Let us start by understanding what data is?
There were relatively few methods to create and share data before the advent of computers – primarily paper and film. Today there are many ways to create, store and access digital data (0’s and 1’s). Data may be a collection of raw facts, data may be a numbers or words, data may be a recorded information of something or someone and in typical digital language data is binaries. Digital data is much easier to create, share, transfer and store in digital forms, such as an email, digital images, digital movies, e-books but also much more difficult to secure.

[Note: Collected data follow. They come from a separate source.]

//! Unit tests for settings module.

use gridpointer::settings::{
    HandleMargins, InteractionSettings, SettingsError, default_settings_path,
};
use std::fs;
use std::time::Duration;
use tempfile::tempdir;

#[test]
fn test_load_from_partial_file() {
    let dir = tempdir().unwrap();
    let path = dir.path().join("settings.json");
    fs::write(&path, r#"{ "label_row": 3, "autoscroll": { "min_interval_ms": 10.0 } }"#).unwrap();

    let settings = InteractionSettings::load_from(&path).unwrap();
    assert_eq!(settings.label_row, 3);
    assert_eq!(settings.autoscroll.min_interval_ms, 10.0);
    assert_eq!(settings.autoscroll.timeout_for(1000.0), Duration::from_millis(10));
    assert_eq!(settings.filter_row, InteractionSettings::default().filter_row);
}

#[test]
fn test_load_from_partial_handle_band() {
    let dir = tempdir().unwrap();
    let path = dir.path().join("settings.json");
    fs::write(
        &path,
        r#"{
            "header_handles": { "leading": 4.0 },
            "column_header_handles": { "trailing": 9.0 }
        }"#,
    )
    .unwrap();

    let settings = InteractionSettings::load_from(&path).unwrap();
    assert_eq!(settings.header_handles.leading, 4.0);
    assert_eq!(settings.header_handles.trailing, HandleMargins::HEADER.trailing);
    assert_eq!(settings.column_header_handles.leading, HandleMargins::COLUMN_HEADER.leading);
    assert_eq!(settings.column_header_handles.trailing, 9.0);
    assert_eq!(settings.editor_inset, InteractionSettings::default().editor_inset);
}

#[test]
fn test_load_from_invalid_json() {
    let dir = tempdir().unwrap();
    let path = dir.path().join("settings.json");
    fs::write(&path, "{ not json").unwrap();

    let err = InteractionSettings::load_from(&path).unwrap_err();
    assert!(matches!(err, SettingsError::Parse { .. }));
    assert!(err.to_string().contains("settings.json"));
}

#[test]
fn test_load_from_missing_file() {
    let dir = tempdir().unwrap();
    let err = InteractionSettings::load_from(dir.path().join("missing.json")).unwrap_err();
    assert!(matches!(err, SettingsError::Io { .. }));
}

#[test]
fn test_json_roundtrip_preserves_everything() {
    let mut settings = InteractionSettings::default();
    settings.editor_inset = 0.0;
    settings.tooltip.offset_y = 30.0;
    let json = settings.to_json().unwrap();
    assert_eq!(InteractionSettings::from_json(&json).unwrap(), settings);
}

#[test]
fn test_default_paths() {
    // Some on most systems
    let path = default_settings_path();
    assert!(path.is_none() || path.is_some_and(|p| p.ends_with("gridpointer/settings.json")));
}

The digital data ecosystem
Most data can be classified as structured and unstructured. Most of data being created today is unstructured. With the advancement of computer and communication technologies, the rate of data generation and sharing has increased exponentially.
In simple terms, structured data is typically stored using a database management system (DBMS) in rows and columns. Structured data is easily searchable by basic algorithms. Unstructured data is pretty much everything else and does not have a predefined data model. Unstructured nature is much more difficult to retrieve and process. Numerous sources and techniques (data mining, natural language processing (NLP) and text analysis) are evolving rapidly by industry to analyze, derive, manage and store both unstructured and structured data.
In 1988, Merrill Lynch cited a rule of thumb somewhere around 80 to 90% all potentially usable business information may have originated in unstructured form. IDC and EMC projected that data will grow to 40 zettabytes by 2020.
https://www.kdnuggets.com/2012/12/idc-digital-universe-2020.html
https://www.emc.com/about/news/press/2012/20121211-01.htm
The chart below shows the amount of the data generated every minute in social media according to Domo's Data Never Sleep 5.0 report.
https://web-assets.domo.com/blog/wp-content/uploads/2017/07/17_domo_data-never-sleeps-5-01.png
It is not necessary to store all the unwanted data. IDC predicts that by 2025 nearly 20% of the data in global data sphere will be critical to our daily lives. Organization should have a prior plan to store right amount of data and how to extract the business value, the value for human experience and personal value. That's the choice and its a definitive challenge.
Following chart provides a view of the total number of records containing personal and other sensitive data that have been in compromised between Jan 2017 and March 2018.
As per Gartner forecast the total spending of cyber security by the organizations world wide were up by 8% from 2017 and the predicted number is $96 Billions in 2018.
What could possibly go wrong?
A data breach is when confidential information exposed or compromised by intentional or unintentional means.
Malware: Any type of virus, including worms, ransomware, spyware and Trojans which gains access to damage a computer without the knowledge of the owner. Malware is usually injected and installed on a machine by tricking to user to install or access a program from the internet.
Password attack: Brute force attacks can be very successful for gaining access to systems with insecure passwords. 81% of confirmed data breaches involved weak, default or stolen passwords.
Phishing: Capitalizing on our apparent human need to click things, phishing campaigns try to get the recipient to open an infected attachment or click and equally infectious link.
Social Engineering: Email or phone call contact with authorized user of sensitive data for obtaining personal information that can be used in an attack to gain unauthorized access.
One ounce of prevention is worth a pound of cure.
SQL 2017 is equipped with many features to help secure and protect your data from breaches. With SQL server, security is just so well integrated, it’s literally something you mostly just turn on. For example, it is extremely easy to encrypt data on disk, on the wire and in memory, which is big.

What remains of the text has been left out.